Dataset records ▸
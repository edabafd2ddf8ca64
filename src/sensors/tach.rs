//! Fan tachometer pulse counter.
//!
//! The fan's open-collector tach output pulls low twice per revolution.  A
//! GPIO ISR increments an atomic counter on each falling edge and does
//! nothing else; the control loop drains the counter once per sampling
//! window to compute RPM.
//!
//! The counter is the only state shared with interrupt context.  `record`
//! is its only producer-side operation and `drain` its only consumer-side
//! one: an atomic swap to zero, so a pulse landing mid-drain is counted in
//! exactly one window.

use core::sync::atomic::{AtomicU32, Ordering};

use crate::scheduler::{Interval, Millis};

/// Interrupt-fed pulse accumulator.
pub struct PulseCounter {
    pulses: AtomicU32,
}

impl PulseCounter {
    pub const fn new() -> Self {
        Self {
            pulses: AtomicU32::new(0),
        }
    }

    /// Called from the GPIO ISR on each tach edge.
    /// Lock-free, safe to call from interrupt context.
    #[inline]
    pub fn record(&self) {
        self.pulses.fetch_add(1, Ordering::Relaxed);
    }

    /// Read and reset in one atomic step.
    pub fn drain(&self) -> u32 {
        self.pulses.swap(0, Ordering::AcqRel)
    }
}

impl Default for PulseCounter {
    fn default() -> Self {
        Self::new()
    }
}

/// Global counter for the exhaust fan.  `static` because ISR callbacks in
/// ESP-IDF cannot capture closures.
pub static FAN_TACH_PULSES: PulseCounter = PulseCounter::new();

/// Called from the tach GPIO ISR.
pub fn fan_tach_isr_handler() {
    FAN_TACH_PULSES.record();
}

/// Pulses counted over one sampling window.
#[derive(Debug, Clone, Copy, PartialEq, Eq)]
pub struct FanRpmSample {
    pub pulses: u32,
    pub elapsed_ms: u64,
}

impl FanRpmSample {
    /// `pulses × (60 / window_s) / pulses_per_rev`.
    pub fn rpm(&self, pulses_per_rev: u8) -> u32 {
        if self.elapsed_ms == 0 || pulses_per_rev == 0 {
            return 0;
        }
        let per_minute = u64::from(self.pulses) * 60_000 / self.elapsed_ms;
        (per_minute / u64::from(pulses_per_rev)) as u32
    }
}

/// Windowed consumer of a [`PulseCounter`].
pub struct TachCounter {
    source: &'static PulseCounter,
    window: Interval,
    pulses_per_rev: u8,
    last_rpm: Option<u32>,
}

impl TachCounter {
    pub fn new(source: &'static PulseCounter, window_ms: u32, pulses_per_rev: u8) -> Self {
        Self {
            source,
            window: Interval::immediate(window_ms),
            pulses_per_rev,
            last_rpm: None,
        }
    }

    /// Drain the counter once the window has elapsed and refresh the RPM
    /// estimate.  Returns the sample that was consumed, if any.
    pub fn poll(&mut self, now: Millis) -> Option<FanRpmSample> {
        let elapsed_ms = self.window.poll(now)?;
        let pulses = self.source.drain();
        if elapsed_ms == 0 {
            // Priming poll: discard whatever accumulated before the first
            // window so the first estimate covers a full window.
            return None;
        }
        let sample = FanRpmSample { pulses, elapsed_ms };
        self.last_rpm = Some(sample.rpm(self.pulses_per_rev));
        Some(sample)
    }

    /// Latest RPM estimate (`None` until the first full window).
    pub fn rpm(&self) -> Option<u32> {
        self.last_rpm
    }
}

Exercise directions ▸
Write out every line of the listing that holds the word "TachCounter".

Answer for the task ▸
pub struct TachCounter {
impl TachCounter {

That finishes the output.